Eight years ago, Saskatchewan opened the door to patient-paid private MRIs. The biggest thing that happened was that not much happened.
Waiting times in the public system did not rise, contrary to the doomsday predictions of the most ardent opponents of any crack in the prohibition against allowing patients to pay for publicly insured services.
The numbers are clear enough. In fiscal 2015-16, the median wait time – with half of patients waiting less and half waiting more – peaked at 62 days in February, according to the province’s data. Private MRIs were just starting, with only 115 performed that year, less than 1 per cent of the provincial total.
But as the number of private MRIs ramped up, wait times in the public system did not rise. In fact, they edged downward after some initial fluctuations. By May, 2018, the median wait time was just 26 days, less than half of the February, 2016 level. By January, 2020, the median wait time had increased to 38 days, but was still lower than the 2016 peak. As of March, 2024, the median wait time had barely budged, edging up to 40 days, from 38 days in February.
Meanwhile, the number of patient-paid MRIs rose to 2,699 in fiscal 2024, or 6.5 per cent of the overall total. But the volume of publicly funded MRIs hit their highest level on record this January – a tidy refutation of the gloomy predictions of private health care critics.
So, how did Saskatchewan manage to ramp up private MRIs without cannibalizing the public system?
There are other factors, including separate decisions on funding for the public system, but a big part of the answer is smart design. The province requires that any private facility performing a patient-paid MRI must also provide a second MRI to the public system – free of charge. (That requirement shows up in the cost to private patients: one private company charges a starting fee of $990 in Saskatchewan but just $730 in Alberta.) In addition, patients must have a referral from a physician before they are able to go private.
Those rules have resulted in what should be celebrated as a success story. Wait times have been stable, even trending downward. (Indeed, if patients who paid for private MRIs were to be included, overall wait times would have undoubtedly decreased decisively.) And the public system has expanded the volume of MRIs performed, assisted by the private sector.
A separate set of data from the Canadian Institute for Health Information indicates that the trend for Saskatchewan’s MRI wait times compares favourably to other provinces (with the caveat that many factors are at play). Median MRI wait times in British Columbia, Manitoba, Ontario and Nova Scotia rose between 2019 and 2023, while those in Saskatchewan declined.
Ottawa, however, sees Saskatchewan’s success as a problem that needs to be punished and discouraged. The federal government reduced the province’s health care transfers by $742,447 last March to reflect the fees that patients paid to private MRI operators. In total, Ottawa clawed back $76-million from the provinces.

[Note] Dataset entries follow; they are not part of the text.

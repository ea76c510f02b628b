//! Domain layer for the storefront core.
//!
//! This crate provides:
//! - The authorization gate and the credential verifier seam
//! - The inventory guard for stock adjustments
//! - The order lifecycle manager and checkout
//! - User and product services with validated operation inputs

pub mod auth;
pub mod error;
pub mod inventory;
pub mod order;
pub mod payment;
pub mod product;
pub mod settings;
pub mod user;

#[cfg(test)]
pub(crate) mod testing;

pub use auth::{
    AuthGate, CredentialVerifier, Identity, JwtCredentialVerifier, StaticCredentialVerifier,
    TokenClaims, VerifiedCredential, VerifyError, require_owner, require_owner_or_admin,
    require_role,
};
pub use error::{DomainError, ErrorKind, Result};
pub use inventory::InventoryGuard;
pub use order::{
    CartLine, CartSnapshot, CheckoutService, LineView, OrderFilters, OrderService, OrderView,
    ProductRef, SetOrderStatus, StatusFilter,
};
pub use payment::{
    InMemoryPaymentSessions, PaymentError, PaymentLine, PaymentSession, PaymentSessionCreator,
    PaymentSessionRequest,
};
pub use product::{AdjustStock, CreateProduct, ListProducts, ProductService, UpdateProduct};
pub use settings::{InventoryPolicy, StorefrontSettings};
pub use user::{Provisioned, ProvisionUser, SetUserRole, UpdateProfile, UserService};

The Canadian Medical Association also takes issue with such private services. In its draft policy on public and private health care issued in late July, the association says that the use of any private services must be shown to reduce wait times. The document never quite states why that is.
What would be the logical objection if a parallel private option did not increase wait times in the public system but offered faster service for those who opted to pay? (That describes the situation in Saskatchewan.)
Other private-care skeptics spell out even tougher thresholds for such an option to be acceptable: no move of personnel from the public to private system, no matching increases in compensation for health care workers who remain in the public system and no inequitable effects. That latter condition, of course, automatically rules out patient-paid health care since some Canadians will not be able to afford the fee.
And that gets to the heart of the matter: The opponents of patient-paid care are against any reform that would speed up access for some Canadians, even if those in the public system are no worse off.
Saskatchewan has made patient-paid care work, through thoughtful design. That’s something the medical establishment and Ottawa should celebrate – not shun and punish.